Revised for clarity in light of comments
State and local police can arrest anyone who they have probable cause to believe is breaking state or local law.
Like all LEOs, Federal LEOs can break some state and local laws while enforcing Federal law. When they grab someone off the street and hold them in a cell, they are detaining them, not kidnapping them, and so on. However, to avoid arrest, the Feds have to identify themselves. That's because state and local LEO who know they are dealing with Feds on federal business no longer have probable cause to believe a crime is being committed.
State and local police can arrest Federal LEOs who they: a) have probable cause to believe are breaking state or local; and, b) have no reason to believe are Feds enforcing Federal law. In other words: Any Fed who refuses to identify herself to a local LEO can be arrested if there is probable cause.

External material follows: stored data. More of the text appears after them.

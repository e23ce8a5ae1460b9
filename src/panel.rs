use log::{debug, info};
use scraper::{ElementRef, Html};

use crate::error::{ExtractError, Result};
use crate::page::{
    ClickTarget, Page, WaitOptions, element_text, find_first_matching_text, has_match, is_visible, parse_selector, wait_until,
};
use crate::{SourceType, Transcript, TranscriptSegment};

const EXPAND_SELECTOR: &str = r#"#expand-sizer, tp-yt-paper-button[id="expand-sizer"]"#;

const TRANSCRIPT_BUTTON_SELECTORS: &[&str] = &[
    r#"button[aria-label*="Show transcript"], button[aria-label*="transcript"]"#,
    r#"button[aria-label*="顯示轉錄稿"], button[aria-label*="轉錄稿"]"#,
    r#"ytd-button-renderer button[aria-label*="transcript"]"#,
    r#"ytd-button-renderer button[aria-label*="轉錄稿"]"#,
    "ytd-video-description-transcript-section-renderer button",
    r#"ytd-expandable-video-description-body-renderer button[aria-label*="transcript"]"#,
];

/// Button label terms, one per UI locale
const TRANSCRIPT_TERMS: &[&str] = &["transcript", "轉錄稿"];

const SEGMENT_CONTAINER: &str = "ytd-transcript-segment-list-renderer, ytd-transcript-segment-renderer";

const SEGMENT_SELECTORS: &[&str] = &[
    "ytd-transcript-segment-renderer",
    ".segment.style-scope.ytd-transcript-segment-renderer",
    r#"[class*="transcript-segment"]"#,
];

const TIMESTAMP_SELECTORS: &[&str] = &[
    ".segment-timestamp",
    ".segment-start-offset .segment-timestamp",
    r#"[class*="timestamp"]"#,
    ".ytd-transcript-segment-renderer .segment-start-offset div",
];

const TEXT_SELECTORS: &[&str] = &[
    ".segment-text",
    "yt-formatted-string.segment-text",
    r#"yt-formatted-string[class*="segment-text"]"#,
    r#"[class*="segment-text"]"#,
    ".ytd-transcript-segment-renderer yt-formatted-string",
];

const TRANSCRIPT_HEADER: &str = "ytd-transcript-section-header-renderer h2";

/// Open the transcript panel and scrape its segments
pub async fn extract<P: Page>(page: &mut P, opts: &WaitOptions) -> Result<Transcript> {
    expand_description(page).await;

    let live = page.is_live();
    let button = wait_until(live, opts, || find_transcript_button(page.document()))
        .await
        .ok_or(ExtractError::NoTranscriptButton)?;

    debug!("Clicking transcript button {button:?}");
    if !page.click(&button).await {
        debug!("Transcript button click did not land: {button:?}");
    }

    wait_until(live, opts, || has_match(page.document(), SEGMENT_CONTAINER).then_some(()))
        .await
        .ok_or(ExtractError::NoSegments)?;

    let document = page.document();
    let elements = segment_elements(document);
    if elements.is_empty() {
        return Err(ExtractError::NoSegments);
    }

    let segments: Vec<TranscriptSegment> = elements.into_iter().filter_map(read_segment).collect();
    info!("Extracted {} transcript segments from the panel", segments.len());

    Transcript::new(detect_language(document), SourceType::Auto, segments)
}

async fn expand_description<P: Page>(page: &mut P) {
    let target = parse_selector(EXPAND_SELECTOR).and_then(|selector| {
        page.document()
            .select(&selector)
            .next()
            .filter(|el| is_visible(*el))
            .map(|_| ClickTarget::new(EXPAND_SELECTOR, 0))
    });
    if let Some(target) = target {
        debug!("Clicking expand description button");
        if !page.click(&target).await {
            debug!("Expand description click did not land");
        }
    }
}

/// Ordered selectors first (visible matches only), then any button whose text
/// or aria-label mentions a transcript term
fn find_transcript_button(document: &Html) -> Option<ClickTarget> {
    let by_selector = TRANSCRIPT_BUTTON_SELECTORS.iter().find_map(|candidate| {
        let selector = parse_selector(candidate)?;
        let index = document.select(&selector).position(is_visible)?;
        debug!("Found transcript button with selector {candidate:?}");
        Some(ClickTarget::new(*candidate, index))
    });
    if by_selector.is_some() {
        return by_selector;
    }

    let buttons = parse_selector("button")?;
    let index = document.select(&buttons).position(|button| {
        let text = button.text().collect::<String>();
        let aria = button.value().attr("aria-label").unwrap_or_default();
        TRANSCRIPT_TERMS
            .iter()
            .any(|term| text.contains(term) || aria.contains(term))
    })?;
    debug!("Found transcript button by text at index {index}");
    Some(ClickTarget::new("button", index))
}

fn segment_elements(document: &Html) -> Vec<ElementRef<'_>> {
    SEGMENT_SELECTORS
        .iter()
        .filter_map(|candidate| parse_selector(candidate))
        .map(|selector| document.select(&selector).collect::<Vec<_>>())
        .find(|found| !found.is_empty())
        .unwrap_or_default()
}

fn read_segment(element: ElementRef<'_>) -> Option<TranscriptSegment> {
    let timestamp = find_first_matching_text(element, TIMESTAMP_SELECTORS)?;
    let text = find_first_matching_text(element, TEXT_SELECTORS)?;
    Some(TranscriptSegment::new(timestamp, text))
}

fn detect_language(document: &Html) -> &'static str {
    let Some(header) = parse_selector(TRANSCRIPT_HEADER).and_then(|s| document.select(&s).next()) else {
        return "en";
    };
    let header_zh = element_text(header).is_some_and(|t| t.contains("轉錄稿"));
    let doc_zh = document
        .root_element()
        .value()
        .attr("lang")
        .is_some_and(|lang| lang.starts_with("zh"));
    if header_zh || doc_zh { "zh" } else { "en" }
}

#[cfg(test)]
mod tests {
    use std::time::Duration;

    use serde_json::Value;

    use super::*;
    use crate::page::Snapshot;

    const URL: &str = "https://www.youtube.com/watch?v=ABC123";

    const PANEL: &str = r#"
        <ytd-transcript-segment-list-renderer>
          <ytd-transcript-segment-renderer>
            <div class="segment-start-offset"><div class="segment-timestamp"> 0:01 </div></div>
            <yt-formatted-string class="segment-text">Hello there</yt-formatted-string>
          </ytd-transcript-segment-renderer>
          <ytd-transcript-segment-renderer>
            <div class="segment-timestamp">1:02</div>
            <yt-formatted-string class="segment-text"></yt-formatted-string>
          </ytd-transcript-segment-renderer>
          <ytd-transcript-segment-renderer>
            <div class="segment-timestamp">1:02:03</div>
            <yt-formatted-string class="segment-text">General Kenobi</yt-formatted-string>
          </ytd-transcript-segment-renderer>
        </ytd-transcript-segment-list-renderer>"#;

    fn fast() -> WaitOptions {
        WaitOptions {
            timeout: Duration::from_millis(200),
            poll_interval: Duration::from_millis(5),
        }
    }

    fn rendered(body: &str) -> String {
        format!("<html><body>{body}</body></html>")
    }

    #[tokio::test]
    async fn test_snapshot_with_open_panel() {
        let html = rendered(&format!(
            r#"<button id="expand-sizer">more</button>
               <button aria-label="Show transcript">Show transcript</button>{PANEL}"#
        ));
        let mut page = Snapshot::new(URL, &html);
        let transcript = extract(&mut page, &fast()).await.unwrap();

        assert_eq!(transcript.language, "en");
        assert_eq!(transcript.source_type, SourceType::Auto);
        assert_eq!(transcript.segments.len(), 2);
        assert_eq!(transcript.segments[0], TranscriptSegment::new("0:01", "Hello there"));
        assert_eq!(transcript.segments[1].start_seconds, 3723);

        let clicks = page.clicks();
        assert_eq!(clicks.len(), 2);
        assert_eq!(clicks[0].selector, EXPAND_SELECTOR);
    }

    #[tokio::test]
    async fn test_hidden_expand_not_clicked() {
        let html = rendered(&format!(
            r#"<div hidden><button id="expand-sizer">more</button></div>
               <button aria-label="Show transcript">x</button>{PANEL}"#
        ));
        let mut page = Snapshot::new(URL, &html);
        extract(&mut page, &fast()).await.unwrap();
        assert_eq!(page.clicks().len(), 1);
    }

    #[tokio::test]
    async fn test_button_found_by_text() {
        let html = rendered(&format!("<button>open transcript</button>{PANEL}"));
        let doc = Html::parse_document(&html);
        assert_eq!(find_transcript_button(&doc), Some(ClickTarget::new("button", 0)));

        let mut page = Snapshot::new(URL, &html);
        assert!(extract(&mut page, &fast()).await.is_ok());
    }

    #[test]
    fn test_hidden_selector_match_skipped() {
        let html = rendered(
            r#"<div style="display:none"><button aria-label="Show transcript">a</button></div>
               <button aria-label="Show transcript">b</button>"#,
        );
        let doc = Html::parse_document(&html);
        let target = find_transcript_button(&doc).unwrap();
        assert_eq!(target.index, 1);
    }

    #[tokio::test]
    async fn test_no_button() {
        let mut page = Snapshot::new(URL, &rendered(PANEL));
        assert!(matches!(
            extract(&mut page, &fast()).await,
            Err(ExtractError::NoTranscriptButton)
        ));
    }

    #[tokio::test]
    async fn test_panel_never_appears() {
        let mut page = Snapshot::new(URL, &rendered(r#"<button aria-label="Show transcript">x</button>"#));
        assert!(matches!(extract(&mut page, &fast()).await, Err(ExtractError::NoSegments)));
    }

    #[tokio::test]
    async fn test_segments_without_text() {
        let html = rendered(
            r#"<button aria-label="Show transcript">x</button>
               <ytd-transcript-segment-renderer><div class="segment-timestamp">0:01</div></ytd-transcript-segment-renderer>"#,
        );
        let mut page = Snapshot::new(URL, &html);
        assert!(matches!(
            extract(&mut page, &fast()).await,
            Err(ExtractError::EmptyTranscript)
        ));
    }

    #[test]
    fn test_detect_chinese() {
        let doc = Html::parse_document(&rendered(
            "<ytd-transcript-section-header-renderer><h2>轉錄稿</h2></ytd-transcript-section-header-renderer>",
        ));
        assert_eq!(detect_language(&doc), "zh");

        let doc = Html::parse_document(
            r#"<html lang="zh-TW"><body><ytd-transcript-section-header-renderer><h2>Transcript</h2></ytd-transcript-section-header-renderer></body></html>"#,
        );
        assert_eq!(detect_language(&doc), "zh");

        let doc = Html::parse_document(r#"<html lang="zh-TW"><body></body></html>"#);
        assert_eq!(detect_language(&doc), "en");
    }

    /// A page whose panel renders only after the transcript button is clicked
    struct LivePage {
        before: Html,
        after: Html,
        opened: bool,
        responsive: bool,
        clicks: usize,
    }

    impl Page for LivePage {
        fn url(&self) -> &str {
            URL
        }

        fn document(&self) -> &Html {
            if self.opened { &self.after } else { &self.before }
        }

        fn global(&self, _name: &str) -> Option<&Value> {
            None
        }

        async fn click(&mut self, target: &ClickTarget) -> bool {
            self.clicks += 1;
            if !self.responsive {
                return false;
            }
            if target.selector.contains("transcript") {
                self.opened = true;
            }
            true
        }
    }

    #[tokio::test]
    async fn test_live_page_opens_after_click() {
        let button = r#"<button aria-label="Show transcript">x</button>"#;
        let mut page = LivePage {
            before: Html::parse_document(&rendered(button)),
            after: Html::parse_document(&rendered(&format!("{button}{PANEL}"))),
            opened: false,
            responsive: true,
            clicks: 0,
        };
        let transcript = extract(&mut page, &fast()).await.unwrap();
        assert_eq!(transcript.segments.len(), 2);
    }

    #[tokio::test]
    async fn test_live_page_times_out_without_button() {
        let mut page = LivePage {
            before: Html::parse_document(&rendered("<p>loading</p>")),
            after: Html::parse_document(&rendered(PANEL)),
            opened: false,
            responsive: true,
            clicks: 0,
        };
        assert!(matches!(
            extract(&mut page, &fast()).await,
            Err(ExtractError::NoTranscriptButton)
        ));
    }

    #[tokio::test]
    async fn test_unanswered_click_reports_no_segments() {
        let button = r#"<button aria-label="Show transcript">x</button>"#;
        let mut page = LivePage {
            before: Html::parse_document(&rendered(button)),
            after: Html::parse_document(&rendered(&format!("{button}{PANEL}"))),
            opened: false,
            responsive: false,
            clicks: 0,
        };
        assert!(matches!(extract(&mut page, &fast()).await, Err(ExtractError::NoSegments)));
        assert_eq!(page.clicks, 1);
    }
}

State and local police cannot, however, arrest Federal LEOs just because they are not wearing insignias. That is because: a) there are no federal statutes requiring federal LEOs to identify themselves; b) the Supremacy Clause says federal law takes precedence over state and local law that conflict with it; c) at least in Portland, the feds were not operating under any sort of formal agreement with Portland or Oregon officials that required them to have identification.
While it is hard to prove a negative, the question of whether Federal LEOs are required to identify themselves has been looked at recently by reputable sources. They all agree there is no such law. For example, the answer from Lawfare:
Broadly speaking, law enforcement officers do not have a legal duty to disclose either their identities or their agencies of affiliation, even if asked directly. Certain municipalities require police officers to identify themselves if asked, but there is currently no federal statute requiring officer disclosure of such information.
The article points out that the two main types of cases involving police identifying themselves really don't apply: police who are working undercover, notably in sting operations, and police searching and seizing property.
They go on to point out:
Separate from the question of federal law, several states have adopted laws and regulations requiring law enforcement to identify themselves. For example, under New York City’s Right to Know Act, a broad set of police reforms that went into effect in October 2018, officers must tell civilians at the start of some interactions “their name, rank, command, and shield number.”
(Also, many departments have policies that generally require officers to identify themselves, although with exceptions. You can see examples of the policies here.)
Again, these local laws do not apply to Feds because of the Supremacy Clause.
NOTE: As several of the news stories note, the lack of identification will make it very hard to hold Federal LEOs accountable for their actions. Accountability requires identity.